| REQUIREMENT |
What is the number of lines below that hold "INTEGER"? Answer with that number only.

| EXERCISE INPUTS |
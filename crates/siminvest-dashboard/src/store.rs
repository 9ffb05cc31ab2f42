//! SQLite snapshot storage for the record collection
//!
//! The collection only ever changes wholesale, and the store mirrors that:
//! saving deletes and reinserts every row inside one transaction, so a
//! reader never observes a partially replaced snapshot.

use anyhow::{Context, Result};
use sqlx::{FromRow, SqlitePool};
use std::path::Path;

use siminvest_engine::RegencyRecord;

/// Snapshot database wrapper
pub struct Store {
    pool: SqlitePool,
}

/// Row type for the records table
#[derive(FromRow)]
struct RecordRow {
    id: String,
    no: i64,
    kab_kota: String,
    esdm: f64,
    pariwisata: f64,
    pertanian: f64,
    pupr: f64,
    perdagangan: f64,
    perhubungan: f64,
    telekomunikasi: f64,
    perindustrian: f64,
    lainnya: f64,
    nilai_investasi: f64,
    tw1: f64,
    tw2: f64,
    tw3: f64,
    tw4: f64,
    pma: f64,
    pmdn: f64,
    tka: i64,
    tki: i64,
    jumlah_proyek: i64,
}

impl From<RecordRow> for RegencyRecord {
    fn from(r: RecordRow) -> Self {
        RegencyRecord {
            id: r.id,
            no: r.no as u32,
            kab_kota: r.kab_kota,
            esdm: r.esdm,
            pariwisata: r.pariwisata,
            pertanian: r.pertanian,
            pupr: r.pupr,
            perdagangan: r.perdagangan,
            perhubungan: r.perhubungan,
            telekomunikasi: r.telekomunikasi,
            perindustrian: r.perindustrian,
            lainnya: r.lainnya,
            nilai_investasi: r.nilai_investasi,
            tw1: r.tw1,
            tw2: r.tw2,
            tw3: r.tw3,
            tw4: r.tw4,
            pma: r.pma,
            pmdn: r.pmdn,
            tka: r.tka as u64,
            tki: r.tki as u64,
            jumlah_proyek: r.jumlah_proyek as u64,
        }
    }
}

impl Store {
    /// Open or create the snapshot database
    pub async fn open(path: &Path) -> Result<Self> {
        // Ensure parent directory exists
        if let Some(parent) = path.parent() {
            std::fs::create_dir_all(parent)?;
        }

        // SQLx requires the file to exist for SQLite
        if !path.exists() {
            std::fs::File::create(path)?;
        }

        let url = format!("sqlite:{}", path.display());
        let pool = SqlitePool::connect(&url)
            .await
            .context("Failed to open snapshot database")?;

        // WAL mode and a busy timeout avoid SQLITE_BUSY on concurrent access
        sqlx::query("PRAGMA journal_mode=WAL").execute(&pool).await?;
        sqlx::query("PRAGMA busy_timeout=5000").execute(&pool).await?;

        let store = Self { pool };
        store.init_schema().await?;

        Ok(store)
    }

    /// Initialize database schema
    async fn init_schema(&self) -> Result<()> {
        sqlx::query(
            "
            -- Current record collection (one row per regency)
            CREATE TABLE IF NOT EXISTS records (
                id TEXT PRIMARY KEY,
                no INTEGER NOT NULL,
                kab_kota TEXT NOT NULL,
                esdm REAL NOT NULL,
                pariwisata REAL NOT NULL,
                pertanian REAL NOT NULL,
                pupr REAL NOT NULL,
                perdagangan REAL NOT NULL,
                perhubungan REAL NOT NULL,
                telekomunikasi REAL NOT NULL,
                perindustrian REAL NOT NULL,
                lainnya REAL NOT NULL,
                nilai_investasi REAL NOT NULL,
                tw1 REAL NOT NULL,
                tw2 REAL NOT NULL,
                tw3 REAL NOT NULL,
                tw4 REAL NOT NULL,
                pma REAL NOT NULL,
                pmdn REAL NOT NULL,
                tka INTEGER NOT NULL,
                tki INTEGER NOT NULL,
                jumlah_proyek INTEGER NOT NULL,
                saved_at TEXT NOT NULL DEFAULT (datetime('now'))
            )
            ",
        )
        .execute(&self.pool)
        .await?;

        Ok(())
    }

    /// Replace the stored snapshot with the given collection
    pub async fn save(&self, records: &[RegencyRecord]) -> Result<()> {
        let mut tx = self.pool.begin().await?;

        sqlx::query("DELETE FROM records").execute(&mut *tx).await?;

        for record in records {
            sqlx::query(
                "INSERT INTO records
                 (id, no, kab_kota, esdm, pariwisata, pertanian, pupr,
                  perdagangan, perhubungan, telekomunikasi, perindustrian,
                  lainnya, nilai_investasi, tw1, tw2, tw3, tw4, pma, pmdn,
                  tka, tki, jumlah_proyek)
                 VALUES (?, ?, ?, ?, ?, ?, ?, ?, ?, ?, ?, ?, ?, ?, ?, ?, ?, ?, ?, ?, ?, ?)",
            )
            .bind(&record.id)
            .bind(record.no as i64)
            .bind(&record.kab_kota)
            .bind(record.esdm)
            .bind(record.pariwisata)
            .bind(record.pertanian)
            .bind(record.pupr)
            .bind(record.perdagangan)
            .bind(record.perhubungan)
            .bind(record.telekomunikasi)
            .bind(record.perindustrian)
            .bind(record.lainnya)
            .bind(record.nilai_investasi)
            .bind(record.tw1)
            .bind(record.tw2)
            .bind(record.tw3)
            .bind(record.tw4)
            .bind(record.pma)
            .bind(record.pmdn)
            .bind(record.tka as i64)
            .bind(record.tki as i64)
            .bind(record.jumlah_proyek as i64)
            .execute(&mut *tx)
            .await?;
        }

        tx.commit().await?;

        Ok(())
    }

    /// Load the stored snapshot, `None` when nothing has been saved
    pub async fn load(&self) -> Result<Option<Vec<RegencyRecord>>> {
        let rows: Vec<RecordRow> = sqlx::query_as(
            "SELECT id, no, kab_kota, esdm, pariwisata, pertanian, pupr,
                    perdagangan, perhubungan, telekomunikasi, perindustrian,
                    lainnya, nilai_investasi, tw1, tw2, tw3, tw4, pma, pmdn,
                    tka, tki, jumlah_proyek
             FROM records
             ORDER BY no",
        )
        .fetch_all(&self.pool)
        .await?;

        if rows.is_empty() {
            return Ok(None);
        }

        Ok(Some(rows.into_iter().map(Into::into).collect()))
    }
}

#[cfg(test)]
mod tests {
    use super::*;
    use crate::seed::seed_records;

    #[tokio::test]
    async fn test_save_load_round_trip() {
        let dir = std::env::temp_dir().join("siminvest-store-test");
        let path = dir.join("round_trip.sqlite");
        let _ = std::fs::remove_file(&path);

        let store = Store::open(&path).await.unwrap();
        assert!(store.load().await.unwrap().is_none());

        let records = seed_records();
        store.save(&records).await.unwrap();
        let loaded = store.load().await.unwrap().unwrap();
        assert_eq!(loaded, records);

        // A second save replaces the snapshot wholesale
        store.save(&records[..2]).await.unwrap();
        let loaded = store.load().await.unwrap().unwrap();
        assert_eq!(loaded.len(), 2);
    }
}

| TASK OUTPUT |
4